[[ Exercise input, beginning ]]

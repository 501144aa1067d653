use chrono::NaiveDate;
use serde::{Deserialize, Serialize};
use uuid::Uuid;

/// The item a price is being resolved for.
#[derive(Debug, Clone, PartialEq, Eq)]
pub enum ItemRef {
    Tour(Uuid),
    Flight { id: Uuid, airline: String },
}

/// A general (storewide) discount. Scope is one of: a specific tour, a
/// specific flight, a whole airline, or global when all three are absent.
#[derive(Debug, Clone, Serialize, Deserialize)]
pub struct Discount {
    pub id: Uuid,
    pub tour_id: Option<Uuid>,
    pub flight_id: Option<Uuid>,
    pub airline: Option<String>,
    pub discount_percent: i32,
    /// None = unbounded on that side.
    pub start_date: Option<NaiveDate>,
    pub end_date: Option<NaiveDate>,
    pub is_active: bool,
}

impl Discount {
    pub fn active_on(&self, today: NaiveDate) -> bool {
        if !self.is_active {
            return false;
        }
        if let Some(start) = self.start_date {
            if today < start {
                return false;
            }
        }
        if let Some(end) = self.end_date {
            if today > end {
                return false;
            }
        }
        true
    }

    /// Exact item match.
    pub fn matches_item(&self, item: &ItemRef) -> bool {
        match item {
            ItemRef::Tour(id) => self.tour_id == Some(*id),
            ItemRef::Flight { id, .. } => self.flight_id == Some(*id),
        }
    }

    /// Airline-level match (flights only).
    pub fn matches_airline(&self, item: &ItemRef) -> bool {
        match item {
            ItemRef::Tour(_) => false,
            ItemRef::Flight { airline, .. } => self.airline.as_deref() == Some(airline.as_str()),
        }
    }

    pub fn is_global(&self) -> bool {
        self.tour_id.is_none() && self.flight_id.is_none() && self.airline.is_none()
    }
}

/// A per-user offer. A null item means the offer blankets every item for
/// that user. No start bound; only an expiry.
#[derive(Debug, Clone, Serialize, Deserialize)]
pub struct PersonalizedOffer {
    pub id: Uuid,
    pub user_id: Uuid,
    pub tour_id: Option<Uuid>,
    pub flight_id: Option<Uuid>,
    pub discount_percent: i32,
    pub valid_until: NaiveDate,
}

impl PersonalizedOffer {
    pub fn valid_on(&self, today: NaiveDate) -> bool {
        self.valid_until >= today
    }

    pub fn applies_to(&self, item: &ItemRef) -> bool {
        if self.tour_id.is_none() && self.flight_id.is_none() {
            return true;
        }
        match item {
            ItemRef::Tour(id) => self.tour_id == Some(*id),
            ItemRef::Flight { id, .. } => self.flight_id == Some(*id),
        }
    }
}

#[derive(Debug, Clone, Copy, PartialEq, Eq, Serialize, Deserialize)]
#[serde(rename_all = "lowercase")]
pub enum DiscountKind {
    Personal,
    General,
}

/// Resolver output: the effective per-unit price for an item and user.
#[derive(Debug, Clone, PartialEq, Eq, Serialize)]
#[serde(rename_all = "camelCase")]
pub struct PriceQuote {
    pub final_price_cents: i64,
    /// Present only when a discount applied.
    pub original_price_cents: Option<i64>,
    pub discount_percent: Option<i32>,
    pub discount_kind: Option<DiscountKind>,
}

impl PriceQuote {
    pub fn list(price_cents: i64) -> Self {
        PriceQuote {
            final_price_cents: price_cents,
            original_price_cents: None,
            discount_percent: None,
            discount_kind: None,
        }
    }
}
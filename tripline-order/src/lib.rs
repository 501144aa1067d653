pub mod error;
pub mod reader;
pub mod status;
pub mod writer;

pub use error::BookingError;
pub use reader::{build_view, BookingView};
pub use status::StatusManager;
pub use writer::BookingWriter;

#[cfg(any(test, feature = "test-util"))]
pub mod memory;
use serde::Deserialize;
use std::env;

#[derive(Debug, Deserialize, Clone)]
pub struct Config {
    pub server: ServerConfig,
    pub database: DatabaseConfig,
    pub auth: AuthConfig,
}

#[derive(Debug, Deserialize, Clone)]
pub struct ServerConfig {
    pub port: u16,
}

#[derive(Debug, Deserialize, Clone)]
pub struct DatabaseConfig {
    pub url: String,
}

#[derive(Debug, Deserialize, Clone)]
pub struct AuthConfig {
    pub jwt_secret: String,
    pub jwt_expiration_seconds: u64,
}

impl Config {
    pub fn load() -> Result<Self, config::ConfigError> {
        let run_mode = env::var("RUN_MODE").unwrap_or_else(|_| "development".into());

        let s = config::Config::builder()
            // Start off by merging in the "default" configuration file
            .add_source(config::File::with_name("config/default"))
            // Environment-specific file, optional
            .add_source(config::File::with_name(&format!("config/{}", run_mode)).required(false))
            // Local overrides, not checked in
            .add_source(config::File::with_name("config/local").required(false))
            // Eg. `TRIPLINE__SERVER__PORT=8080`
            .add_source(config::Environment::with_prefix("TRIPLINE").separator("__"))
            .build()?;

        s.try_deserialize()
    }
}
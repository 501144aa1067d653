pub mod models;
pub mod repository;
pub mod resolver;

pub use models::{Discount, DiscountKind, ItemRef, PersonalizedOffer, PriceQuote};
pub use repository::DiscountRepository;
pub use resolver::resolve_price;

[[ Exercise input, end ]]

Output each line of the entries exactly, so that nothing is lost.

Expected answer:
repository 501144aa1067d653
use chrono::NaiveDate;
use serde::{Deserialize, Serialize};
use uuid::Uuid;

/// The item a price is being resolved for.
#[derive(Debug, Clone, PartialEq, Eq)]
pub enum ItemRef {
    Tour(Uuid),
    Flight { id: Uuid, airline: String },
}

/// A general (storewide) discount. Scope is one of: a specific tour, a
/// specific flight, a whole airline, or global when all three are absent.
#[derive(Debug, Clone, Serialize, Deserialize)]
pub struct Discount {
    pub id: Uuid,
    pub tour_id: Option<Uuid>,
    pub flight_id: Option<Uuid>,
    pub airline: Option<String>,
    pub discount_percent: i32,
    /// None = unbounded on that side.
    pub start_date: Option<NaiveDate>,
    pub end_date: Option<NaiveDate>,
    pub is_active: bool,
}

impl Discount {
    pub fn active_on(&self, today: NaiveDate) -> bool {
        if !self.is_active {
            return false;
        }
        if let Some(start) = self.start_date {
            if today < start {
                return false;
            }
        }
        if let Some(end) = self.end_date {
            if today > end {
                return false;
            }
        }
        true
    }

    /// Exact item match.
    pub fn matches_item(&self, item: &ItemRef) -> bool {
        match item {
            ItemRef::Tour(id) => self.tour_id == Some(*id),
            ItemRef::Flight { id, .. } => self.flight_id == Some(*id),
        }
    }

    /// Airline-level match (flights only).
    pub fn matches_airline(&self, item: &ItemRef) -> bool {
        match item {
            ItemRef::Tour(_) => false,
            ItemRef::Flight { airline, .. } => self.airline.as_deref() == Some(airline.as_str()),
        }
    }

    pub fn is_global(&self) -> bool {
        self.tour_id.is_none() && self.flight_id.is_none() && self.airline.is_none()
    }
}

/// A per-user offer. A null item means the offer blankets every item for
/// that user. No start bound; only an expiry.
#[derive(Debug, Clone, Serialize, Deserialize)]
pub struct PersonalizedOffer {
    pub id: Uuid,
    pub user_id: Uuid,
    pub tour_id: Option<Uuid>,
    pub flight_id: Option<Uuid>,
    pub discount_percent: i32,
    pub valid_until: NaiveDate,
}

impl PersonalizedOffer {
    pub fn valid_on(&self, today: NaiveDate) -> bool {
        self.valid_until >= today
    }

    pub fn applies_to(&self, item: &ItemRef) -> bool {
        if self.tour_id.is_none() && self.flight_id.is_none() {
            return true;
        }
        match item {
            ItemRef::Tour(id) => self.tour_id == Some(*id),
            ItemRef::Flight { id, .. } => self.flight_id == Some(*id),
        }
    }
}

#[derive(Debug, Clone, Copy, PartialEq, Eq, Serialize, Deserialize)]
#[serde(rename_all = "lowercase")]
pub enum DiscountKind {
    Personal,
    General,
}

/// Resolver output: the effective per-unit price for an item and user.
#[derive(Debug, Clone, PartialEq, Eq, Serialize)]
#[serde(rename_all = "camelCase")]
pub struct PriceQuote {
    pub final_price_cents: i64,
    /// Present only when a discount applied.
    pub original_price_cents: Option<i64>,
    pub discount_percent: Option<i32>,
    pub discount_kind: Option<DiscountKind>,
}

impl PriceQuote {
    pub fn list(price_cents: i64) -> Self {
        PriceQuote {
            final_price_cents: price_cents,
            original_price_cents: None,
            discount_percent: None,
            discount_kind: None,
        }
    }
}
filename tripline-order/src/lib.rs
repository 501144aa1067d653
pub mod error;
pub mod reader;
pub mod status;
pub mod writer;

pub use error::BookingError;
pub use reader::{build_view, BookingView};
pub use status::StatusManager;
pub use writer::BookingWriter;

#[cfg(any(test, feature = "test-util"))]
pub mod memory;
use serde::Deserialize;
use std::env;

#[derive(Debug, Deserialize, Clone)]
pub struct Config {
    pub server: ServerConfig,
    pub database: DatabaseConfig,
    pub auth: AuthConfig,
}

#[derive(Debug, Deserialize, Clone)]
pub struct ServerConfig {
    pub port: u16,
}

#[derive(Debug, Deserialize, Clone)]
pub struct DatabaseConfig {
    pub url: String,
}

#[derive(Debug, Deserialize, Clone)]
pub struct AuthConfig {
    pub jwt_secret: String,
    pub jwt_expiration_seconds: u64,
}

impl Config {
    pub fn load() -> Result<Self, config::ConfigError> {
        let run_mode = env::var("RUN_MODE").unwrap_or_else(|_| "development".into());

        let s = config::Config::builder()
            // Start off by merging in the "default" configuration file
            .add_source(config::File::with_name("config/default"))
            // Environment-specific file, optional
            .add_source(config::File::with_name(&format!("config/{}", run_mode)).required(false))
            // Local overrides, not checked in
            .add_source(config::File::with_name("config/local").required(false))
            // Eg. `TRIPLINE__SERVER__PORT=8080`
            .add_source(config::Environment::with_prefix("TRIPLINE").separator("__"))
            .build()?;

        s.try_deserialize()
    }
}
repository 501144aa1067d653
pub mod models;
pub mod repository;
pub mod resolver;

pub use models::{Discount, DiscountKind, ItemRef, PersonalizedOffer, PriceQuote};
pub use repository::DiscountRepository;
pub use resolver::resolve_price;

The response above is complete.